** Supplied data follows **

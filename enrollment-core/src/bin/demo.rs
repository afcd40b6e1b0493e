//! Enrollment lottery demo binary
//!
//! Seeds an in-memory directory with one oversubscribed course, runs a
//! lottery, and prints the report and metrics.

use enrollment_core::{
    College, CollegeId, Config, Course, CourseId, CourseStatus, Engine, EnrollmentStatus,
    InMemoryDirectory, Student, StudentId, Teacher, TeacherId, UserId,
};
use std::sync::Arc;

#[tokio::main]
async fn main() -> anyhow::Result<()> {
    // Initialize tracing
    tracing_subscriber::fmt()
        .with_env_filter(
            tracing_subscriber::EnvFilter::from_default_env()
                .add_directive(tracing::Level::INFO.into()),
        )
        .init();

    tracing::info!("Starting enrollment lottery demo");

    // Load configuration
    let config = Config::from_env()?;

    let directory = Arc::new(InMemoryDirectory::new());
    let college = College {
        id: CollegeId::new(),
        name: "College of Engineering".to_string(),
        code: "ENG".to_string(),
    };
    let teacher = Teacher {
        id: TeacherId::new(),
        teacher_no: "T001".to_string(),
        college_id: college.id,
        user_id: UserId::new(),
    };
    let course = Course {
        id: CourseId::new(),
        code: "ENG101".to_string(),
        name: "Engineering Design".to_string(),
        credits: 3,
        capacity: 2,
        status: CourseStatus::Enabled,
        college_id: college.id,
        teacher_id: teacher.id,
        prerequisites: vec![],
    };
    directory.insert_college(college.clone());
    directory.insert_teacher(teacher);
    directory.insert_course(course.clone());

    let engine = Engine::open(config, directory.clone())?;

    for n in 1..=5 {
        let student = Student {
            id: StudentId::new(),
            student_no: format!("S{:03}", n),
            college_id: college.id,
            user_id: UserId::new(),
        };
        directory.insert_student(student.clone());
        engine.ledger.request_enrollment(student.id, course.id).await?;
    }

    let report = engine.lottery.run_college_lottery(college.id).await?;
    println!("{}", serde_json::to_string_pretty(&report)?);

    tracing::info!(
        "Course {}: {} granted, {} denied",
        course.code,
        engine
            .ledger
            .count_by_course_and_status(course.id, EnrollmentStatus::Granted),
        engine
            .ledger
            .count_by_course_and_status(course.id, EnrollmentStatus::Denied)
    );

    print!("{}", engine.metrics.export());
    Ok(())
}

** End of Supplied data **

**Exercise instructions**
Everything above from the line with "use std::sync::Arc;" to the line with "directory.insert_course(course.clone());", both included, must be repeated exactly, and nothing outside that range.

**Exercise output**
use std::sync::Arc;

#[tokio::main]
async fn main() -> anyhow::Result<()> {
    // Initialize tracing
    tracing_subscriber::fmt()
        .with_env_filter(
            tracing_subscriber::EnvFilter::from_default_env()
                .add_directive(tracing::Level::INFO.into()),
        )
        .init();

    tracing::info!("Starting enrollment lottery demo");

    // Load configuration
    let config = Config::from_env()?;

    let directory = Arc::new(InMemoryDirectory::new());
    let college = College {
        id: CollegeId::new(),
        name: "College of Engineering".to_string(),
        code: "ENG".to_string(),
    };
    let teacher = Teacher {
        id: TeacherId::new(),
        teacher_no: "T001".to_string(),
        college_id: college.id,
        user_id: UserId::new(),
    };
    let course = Course {
        id: CourseId::new(),
        code: "ENG101".to_string(),
        name: "Engineering Design".to_string(),
        credits: 3,
        capacity: 2,
        status: CourseStatus::Enabled,
        college_id: college.id,
        teacher_id: teacher.id,
        prerequisites: vec![],
    };
    directory.insert_college(college.clone());
    directory.insert_teacher(teacher);
    directory.insert_course(course.clone());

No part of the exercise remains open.